**WORK TASK**: Reproduce the data, keeping every word exactly as it is.

DATASET EXTRACT Block Start

//! 阈值解析：`NN%`（相对总容量）或带二进制单位的绝对字节数（`512M`、`10G`、`1.5TiB`）。
//!
//! 所有单位写法均按 1024 进制换算：`K`、`KB`、`KiB` 都等于 1024 字节。

use std::sync::LazyLock;

use regex::Regex;

use crate::errors::{Error, Result};

static SIZE_RE: LazyLock<Regex> = LazyLock::new(|| {
    Regex::new(r"(?i)^\s*(\d+(?:\.\d+)?)\s*(?:([kmgtpe])(?:i?b)?|b)?\s*$")
        .expect("invalid size regex")
});

/// 将阈值描述解析为具体字节数。
pub fn parse(spec: &str, total: u64) -> Result<u64> {
    match spec.trim().strip_suffix('%') {
        Some(percent) => parse_percent(spec, percent, total),
        None => parse_size(spec),
    }
}

fn parse_percent(spec: &str, percent: &str, total: u64) -> Result<u64> {
    let value = percent
        .trim()
        .parse::<i64>()
        .map_err(|_| Error::InvalidThreshold(spec.to_string()))?;
    if !(0..=100).contains(&value) {
        return Err(Error::ThresholdOutOfRange(value));
    }
    // 使用 u128 避免大容量卷相乘溢出
    Ok((total as u128 * value as u128 / 100) as u64)
}

pub fn parse_size(spec: &str) -> Result<u64> {
    let invalid = || Error::InvalidThreshold(spec.to_string());
    let caps = SIZE_RE.captures(spec).ok_or_else(invalid)?;
    let exponent = match caps.get(2).map(|m| m.as_str().to_ascii_uppercase()) {
        None => 0,
        Some(unit) => match unit.as_str() {
            "K" => 1,
            "M" => 2,
            "G" => 3,
            "T" => 4,
            "P" => 5,
            "E" => 6,
            _ => return Err(invalid()),
        },
    };
    let multiplier = 1024u128.pow(exponent);

    let (int_part, frac_part) = match caps[1].split_once('.') {
        Some((int_part, frac_part)) => (int_part, Some(frac_part)),
        None => (&caps[1], None),
    };
    let int_value = int_part.parse::<u128>().map_err(|_| invalid())?;
    let mut bytes = int_value.checked_mul(multiplier).ok_or_else(invalid)?;
    if let Some(frac_part) = frac_part {
        // 小数部分按位换算后向下取整
        let digits = frac_part.len().min(18) as u32;
        let frac_value = frac_part[..digits as usize]
            .parse::<u128>()
            .map_err(|_| invalid())?;
        bytes += frac_value * multiplier / 10u128.pow(digits);
    }

    u64::try_from(bytes).map_err(|_| invalid())
}
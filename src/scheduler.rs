use crate::{errors::Result, unit::CleanerUnit, volume::Volume};
use chrono::{DateTime, Utc};
use log::{info, warn};
use std::{pin::Pin, sync::Arc, time::Duration};
use tokio_cron_scheduler::{Job, JobScheduler};
use uuid::Uuid;

type TaskRun = Arc<
    dyn Fn() -> Pin<Box<dyn std::future::Future<Output = ()> + Send + 'static>>
        + Send
        + Sync
        + 'static,
>;

pub struct Task {
    run: TaskRun,
}

impl Task {
    pub fn new<F, Fut>(run: F) -> Self
    where
        F: Fn() -> Fut + Send + Sync + 'static,
        Fut: std::future::Future<Output = ()> + Send + 'static,
    {
        Self {
            run: Arc::new(move || Box::pin(run())),
        }
    }

    pub fn create_job(&self, interval: Duration) -> Result<Job> {
        let run = Arc::clone(&self.run);
        let job = Job::new_repeated_async(interval, move |_, _| run())?;

        Ok(job)
    }
}

/// 以固定间隔触发各清理单元的调度器。
pub struct Scheduler {
    sched: JobScheduler,
    job_ids: Vec<Uuid>,
}

impl Scheduler {
    pub async fn new() -> Result<Self> {
        let sched = JobScheduler::new().await?;

        Ok(Self {
            sched,
            job_ids: vec![],
        })
    }

    /// 为单元添加定时作业，返回作业 ID。
    pub async fn add<V: Volume>(
        &mut self,
        unit: Arc<CleanerUnit<V>>,
        interval: Duration,
    ) -> Result<Uuid> {
        let root = unit.root().display().to_string();
        let task = Task::new(move || {
            let unit = Arc::clone(&unit);
            async move {
                unit.tick().await;
            }
        });
        let job_id = self.sched.add(task.create_job(interval)?).await?;
        self.job_ids.push(job_id);
        info!(
            "Cleaner for {root} scheduled to run every {} seconds",
            interval.as_secs()
        );

        Ok(job_id)
    }

    pub async fn start(&mut self) -> Result<()> {
        self.sched.set_shutdown_handler(Box::new(|| {
            Box::pin(async move {
                info!("Job scheduler is shutting down");
            })
        }));
        self.sched.start().await?;

        Ok(())
    }

    pub async fn next_run(&mut self, job_id: Uuid) -> Option<DateTime<Utc>> {
        match self.sched.next_tick_for_job(job_id).await {
            Ok(next) => next,
            Err(e) => {
                warn!("Failed to get the next run of job {job_id}: {e}");
                None
            }
        }
    }

    /// 取消全部后续触发，不会中断正在进行的运行。
    pub async fn shutdown(&mut self) -> Result<()> {
        for job_id in self.job_ids.drain(..) {
            self.sched.remove(&job_id).await?;
        }
        self.sched.shutdown().await?;

        Ok(())
    }
}

#[cfg(test)]
mod tests {
    use super::*;
    use crate::{janitor::Cleaner, scanner::Entry, volume::fake::FakeVolume};

    const GB: u64 = 1024 * 1024 * 1024;

    #[tokio::test(flavor = "multi_thread")]
    async fn test_fires_on_interval() {
        let volume = FakeVolume::new(100 * GB, 50 * GB).with_entry(Entry::new("A", None), GB);
        let unit = Arc::new(CleanerUnit::new(Cleaner::new(volume, "25%", "35%")));

        let mut scheduler = Scheduler::new().await.unwrap();
        scheduler
            .add(unit.clone(), Duration::from_secs(1))
            .await
            .unwrap();
        scheduler.start().await.unwrap();

        tokio::time::sleep(Duration::from_millis(3500)).await;
        scheduler.shutdown().await.unwrap();
        unit.stop().await;

        let passes = unit.stats().passes;
        assert!(passes >= 2, "expected at least 2 passes, got {passes}");
        // 空间充足，不会删除任何条目
        assert!(unit.cleaner().volume().dropped().is_empty());

        // 关闭后不再触发
        tokio::time::sleep(Duration::from_millis(1500)).await;
        assert_eq!(unit.stats().passes, passes);
    }
}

DATASET EXTRACT Block End

**REPLY TO THE EXERCISE**:
//! 阈值解析：`NN%`（相对总容量）或带二进制单位的绝对字节数（`512M`、`10G`、`1.5TiB`）。
//!
//! 所有单位写法均按 1024 进制换算：`K`、`KB`、`KiB` 都等于 1024 字节。

use std::sync::LazyLock;

use regex::Regex;

use crate::errors::{Error, Result};

static SIZE_RE: LazyLock<Regex> = LazyLock::new(|| {
    Regex::new(r"(?i)^\s*(\d+(?:\.\d+)?)\s*(?:([kmgtpe])(?:i?b)?|b)?\s*$")
        .expect("invalid size regex")
});

/// 将阈值描述解析为具体字节数。
pub fn parse(spec: &str, total: u64) -> Result<u64> {
    match spec.trim().strip_suffix('%') {
        Some(percent) => parse_percent(spec, percent, total),
        None => parse_size(spec),
    }
}

fn parse_percent(spec: &str, percent: &str, total: u64) -> Result<u64> {
    let value = percent
        .trim()
        .parse::<i64>()
        .map_err(|_| Error::InvalidThreshold(spec.to_string()))?;
    if !(0..=100).contains(&value) {
        return Err(Error::ThresholdOutOfRange(value));
    }
    // 使用 u128 避免大容量卷相乘溢出
    Ok((total as u128 * value as u128 / 100) as u64)
}

pub fn parse_size(spec: &str) -> Result<u64> {
    let invalid = || Error::InvalidThreshold(spec.to_string());
    let caps = SIZE_RE.captures(spec).ok_or_else(invalid)?;
    let exponent = match caps.get(2).map(|m| m.as_str().to_ascii_uppercase()) {
        None => 0,
        Some(unit) => match unit.as_str() {
            "K" => 1,
            "M" => 2,
            "G" => 3,
            "T" => 4,
            "P" => 5,
            "E" => 6,
            _ => return Err(invalid()),
        },
    };
    let multiplier = 1024u128.pow(exponent);

    let (int_part, frac_part) = match caps[1].split_once('.') {
        Some((int_part, frac_part)) => (int_part, Some(frac_part)),
        None => (&caps[1], None),
    };
    let int_value = int_part.parse::<u128>().map_err(|_| invalid())?;
    let mut bytes = int_value.checked_mul(multiplier).ok_or_else(invalid)?;
    if let Some(frac_part) = frac_part {
        // 小数部分按位换算后向下取整
        let digits = frac_part.len().min(18) as u32;
        let frac_value = frac_part[..digits as usize]
            .parse::<u128>()
            .map_err(|_| invalid())?;
        bytes += frac_value * multiplier / 10u128.pow(digits);
    }

    u64::try_from(bytes).map_err(|_| invalid())
}
filename src/scheduler.rs
use crate::{errors::Result, unit::CleanerUnit, volume::Volume};
use chrono::{DateTime, Utc};
use log::{info, warn};
use std::{pin::Pin, sync::Arc, time::Duration};
use tokio_cron_scheduler::{Job, JobScheduler};
use uuid::Uuid;

type TaskRun = Arc<
    dyn Fn() -> Pin<Box<dyn std::future::Future<Output = ()> + Send + 'static>>
        + Send
        + Sync
        + 'static,
>;

pub struct Task {
    run: TaskRun,
}

impl Task {
    pub fn new<F, Fut>(run: F) -> Self
    where
        F: Fn() -> Fut + Send + Sync + 'static,
        Fut: std::future::Future<Output = ()> + Send + 'static,
    {
        Self {
            run: Arc::new(move || Box::pin(run())),
        }
    }

    pub fn create_job(&self, interval: Duration) -> Result<Job> {
        let run = Arc::clone(&self.run);
        let job = Job::new_repeated_async(interval, move |_, _| run())?;

        Ok(job)
    }
}

/// 以固定间隔触发各清理单元的调度器。
pub struct Scheduler {
    sched: JobScheduler,
    job_ids: Vec<Uuid>,
}

impl Scheduler {
    pub async fn new() -> Result<Self> {
        let sched = JobScheduler::new().await?;

        Ok(Self {
            sched,
            job_ids: vec![],
        })
    }

    /// 为单元添加定时作业，返回作业 ID。
    pub async fn add<V: Volume>(
        &mut self,
        unit: Arc<CleanerUnit<V>>,
        interval: Duration,
    ) -> Result<Uuid> {
        let root = unit.root().display().to_string();
        let task = Task::new(move || {
            let unit = Arc::clone(&unit);
            async move {
                unit.tick().await;
            }
        });
        let job_id = self.sched.add(task.create_job(interval)?).await?;
        self.job_ids.push(job_id);
        info!(
            "Cleaner for {root} scheduled to run every {} seconds",
            interval.as_secs()
        );

        Ok(job_id)
    }

    pub async fn start(&mut self) -> Result<()> {
        self.sched.set_shutdown_handler(Box::new(|| {
            Box::pin(async move {
                info!("Job scheduler is shutting down");
            })
        }));
        self.sched.start().await?;

        Ok(())
    }

    pub async fn next_run(&mut self, job_id: Uuid) -> Option<DateTime<Utc>> {
        match self.sched.next_tick_for_job(job_id).await {
            Ok(next) => next,
            Err(e) => {
                warn!("Failed to get the next run of job {job_id}: {e}");
                None
            }
        }
    }

    /// 取消全部后续触发，不会中断正在进行的运行。
    pub async fn shutdown(&mut self) -> Result<()> {
        for job_id in self.job_ids.drain(..) {
            self.sched.remove(&job_id).await?;
        }
        self.sched.shutdown().await?;

        Ok(())
    }
}

#[cfg(test)]
mod tests {
    use super::*;
    use crate::{janitor::Cleaner, scanner::Entry, volume::fake::FakeVolume};

    const GB: u64 = 1024 * 1024 * 1024;

    #[tokio::test(flavor = "multi_thread")]
    async fn test_fires_on_interval() {
        let volume = FakeVolume::new(100 * GB, 50 * GB).with_entry(Entry::new("A", None), GB);
        let unit = Arc::new(CleanerUnit::new(Cleaner::new(volume, "25%", "35%")));

        let mut scheduler = Scheduler::new().await.unwrap();
        scheduler
            .add(unit.clone(), Duration::from_secs(1))
            .await
            .unwrap();
        scheduler.start().await.unwrap();

        tokio::time::sleep(Duration::from_millis(3500)).await;
        scheduler.shutdown().await.unwrap();
        unit.stop().await;

        let passes = unit.stats().passes;
        assert!(passes >= 2, "expected at least 2 passes, got {passes}");
        // 空间充足，不会删除任何条目
        assert!(unit.cleaner().volume().dropped().is_empty());

        // 关闭后不再触发
        tokio::time::sleep(Duration::from_millis(1500)).await;
        assert_eq!(unit.stats().passes, passes);
    }
}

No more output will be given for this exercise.